I wonder whether Pagliacci thrives because the name itself seems highbrow; would the story spread if the clown was still called “Grock”? The word Pagliacci elicits the thrill of an inside joke—people favorite and retweet as a way of saying “I get that!” Equally, I suspect that a number of people on Twitter might see themselves as sad clowns.

“I think we all tend to wear the clown mask sometimes, pretending to be OK while deep down, we are not,” says Sander van Dijck, a 31-year-old DJ from LA who performs as San Holo. In 2021, van Dijck released his song The Great Clown Pagliacci, which was sampled from Closing Time by musician Mr Hudson. “I never found the Pagliacci joke to be a ‘funny meme,’ I actually thought it was very relatable as an artist performing for thousands of people every night.
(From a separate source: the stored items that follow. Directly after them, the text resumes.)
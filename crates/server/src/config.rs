use rally::{DEFAULT_TICK_RATE, MatchSettings};

#[derive(Debug, Clone)]
pub struct ServerConfig {
    pub tick_rate: u32,
    pub match_settings: MatchSettings,
    /// Reset for another match after GameFinished instead of shutting down.
    pub rematch: bool,
}

impl Default for ServerConfig {
    fn default() -> Self {
        Self {
            tick_rate: DEFAULT_TICK_RATE,
            match_settings: MatchSettings::default(),
            rematch: false,
        }
    }
}
pub const MAX_PAYLOAD_SIZE: usize = 256;
pub const FRAME_HEADER_SIZE: usize = 1 + 4;
pub const FRAME_SIZE: usize = FRAME_HEADER_SIZE + MAX_PAYLOAD_SIZE;

pub const DEFAULT_PORT: u16 = 5000;
pub const DEFAULT_TICK_RATE: u32 = 60;
pub const NETWORK_RECEIVE_MAX_ATTEMPTS: u32 = 100;

pub type Frame = [u8; FRAME_SIZE];

#[derive(Debug, Clone, Copy, PartialEq, Eq, Hash)]
#[repr(u8)]
pub enum PacketType {
    SetPlayerId = 0,
    PlayerInput = 1,
    PlayerState = 2,
    BallState = 3,
    ScoreUpdate = 4,
    GamePhase = 5,
    PlayerSwing = 6,
    AbilityRequest = 7,
    AbilityState = 8,
    MatchResult = 9,
}

impl PacketType {
    pub fn from_tag(tag: u8) -> Option<Self> {
        Some(match tag {
            0 => PacketType::SetPlayerId,
            1 => PacketType::PlayerInput,
            2 => PacketType::PlayerState,
            3 => PacketType::BallState,
            4 => PacketType::ScoreUpdate,
            5 => PacketType::GamePhase,
            6 => PacketType::PlayerSwing,
            7 => PacketType::AbilityRequest,
            8 => PacketType::AbilityState,
            9 => PacketType::MatchResult,
            _ => return None,
        })
    }

    pub fn tag(self) -> u8 {
        self as u8
    }

    /// Exact payload length every packet of this type must declare.
    pub fn payload_size(self) -> usize {
        match self {
            PacketType::SetPlayerId => 4,
            PacketType::PlayerInput => 1,
            PacketType::PlayerState => 48,
            PacketType::BallState => 44,
            PacketType::ScoreUpdate => 60,
            PacketType::GamePhase => 1,
            PacketType::PlayerSwing => 13,
            PacketType::AbilityRequest => 2,
            PacketType::AbilityState => 9,
            PacketType::MatchResult => 4,
        }
    }

    pub fn as_str(self) -> &'static str {
        match self {
            PacketType::SetPlayerId => "SetPlayerId",
            PacketType::PlayerInput => "PlayerInput",
            PacketType::PlayerState => "PlayerState",
            PacketType::BallState => "BallState",
            PacketType::ScoreUpdate => "ScoreUpdate",
            PacketType::GamePhase => "GamePhase",
            PacketType::PlayerSwing => "PlayerSwing",
            PacketType::AbilityRequest => "AbilityRequest",
            PacketType::AbilityState => "AbilityState",
            PacketType::MatchResult => "MatchResult",
        }
    }
}

#[derive(Debug, Clone, PartialEq, Eq, thiserror::Error)]
pub enum PacketError {
    #[error("unknown packet type {0}")]
    UnknownType(u8),
    #[error("declared payload size {0} exceeds {max}", max = MAX_PAYLOAD_SIZE)]
    Oversized(u32),
    #[error("{} payload size mismatch: expected {expected}, got {actual}", .packet_type.as_str())]
    SizeMismatch {
        packet_type: PacketType,
        expected: usize,
        actual: usize,
    },
    #[error("payload truncated: needed {needed} bytes, {available} available")]
    Truncated { needed: usize, available: usize },
    #[error("invalid {field} value {value}")]
    InvalidValue { field: &'static str, value: i64 },
    #[error("{} is not accepted in this direction", .0.as_str())]
    UnexpectedType(PacketType),
}

/// One protocol message: a type tag and up to [`MAX_PAYLOAD_SIZE`] payload bytes.
#[derive(Debug, Clone, PartialEq, Eq)]
pub struct Packet {
    packet_type: PacketType,
    size: u32,
    payload: [u8; MAX_PAYLOAD_SIZE],
}

impl Packet {
    pub fn new(packet_type: PacketType, data: &[u8]) -> Result<Self, PacketError> {
        if data.len() > MAX_PAYLOAD_SIZE {
            return Err(PacketError::Oversized(data.len() as u32));
        }
        let mut payload = [0u8; MAX_PAYLOAD_SIZE];
        payload[..data.len()].copy_from_slice(data);
        Ok(Self {
            packet_type,
            size: data.len() as u32,
            payload,
        })
    }

    pub(crate) fn from_parts(
        packet_type: PacketType,
        payload: [u8; MAX_PAYLOAD_SIZE],
        size: usize,
    ) -> Self {
        Self {
            packet_type,
            size: size.min(MAX_PAYLOAD_SIZE) as u32,
            payload,
        }
    }

    pub fn packet_type(&self) -> PacketType {
        self.packet_type
    }

    pub fn size(&self) -> usize {
        self.size as usize
    }

    pub fn payload(&self) -> &[u8] {
        &self.payload[..self.size()]
    }

    /// Fails unless the declared size matches what this packet type carries.
    pub fn expect_payload(&self) -> Result<&[u8], PacketError> {
        let expected = self.packet_type.payload_size();
        if self.size() != expected {
            return Err(PacketError::SizeMismatch {
                packet_type: self.packet_type,
                expected,
                actual: self.size(),
            });
        }
        Ok(self.payload())
    }

    pub fn encode(&self) -> Frame {
        let mut frame = [0u8; FRAME_SIZE];
        frame[0] = self.packet_type.tag();
        frame[1..FRAME_HEADER_SIZE].copy_from_slice(&self.size.to_le_bytes());
        frame[FRAME_HEADER_SIZE..].copy_from_slice(&self.payload);
        frame
    }

    pub fn decode(frame: &Frame) -> Result<Self, PacketError> {
        let packet_type =
            PacketType::from_tag(frame[0]).ok_or(PacketError::UnknownType(frame[0]))?;
        let size = u32::from_le_bytes([frame[1], frame[2], frame[3], frame[4]]);
        if size as usize > MAX_PAYLOAD_SIZE {
            return Err(PacketError::Oversized(size));
        }

        let mut payload = [0u8; MAX_PAYLOAD_SIZE];
        payload.copy_from_slice(&frame[FRAME_HEADER_SIZE..]);
        Ok(Self {
            packet_type,
            size,
            payload,
        })
    }
}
When I first heard it, it actually touched me deeply, emotionally.”

Pagliacci’s popularity also can’t be divorced from the state of modern mental health care. “I started thinking about the doctor in the joke, and how he reminded me of all the mediocre, generally unhelpful therapists I’ve had over the years,” says Isaac Schankler, a 43-year-old professor of music from California. In August, Schankler received almost 20,000 likes on a tweet in which a depressed man goes to see Pagliacci to cheer up. “Oh well I’m just a silly clown. Shouldn’t you go see a real doctor?” Pagliacci asks. The man bursts into tears. “But Pagliacci—.”

“I think everyone’s in a kind of ongoing mental health crisis right now, and the joke format speaks to the inadequate tools and resources we have to address that crisis,” Schankler says, “It’s a timeless joke, but it feels especially relevant right now.”

Alec Robbins, a 32-year-old comic artist from LA, also recently posted a popular Pagliacci joke: “PATIENT: ‘Hi, doctor. I’m Pagliacci the clown!’ DOCTOR: ‘Well, fuck. Now I don’t know what the fuck to do.’” (4,000 likes.)

“I feel like any good joke can be viewed like a game with its own rules and parameters to work within,” Robbins says. He compares the Pagliacci story to the allegory of God’s footprints in the sand because people are familiar with the twist ending, meaning tweeters can twist the twist. “It’s basically just an approach that’s undercutting all the suspense and trickery in the original joke,” he says of his tweet, “It’s a 100-mph version of a 10-mph joke.”

No one I spoke with thinks Pagliacci gags will die out anytime soon. Although he can’t say exactly why, Colossal doesn’t see the joke being co-opted by big brands, which is normally the kiss of death for a meme. For hundreds of years, the story of the sad clown has alternately troubled and amused us as we cyclically share it earnestly or mockingly. For the foreseeable future, a man will keep going to the doctor. The doctor will know just the cure.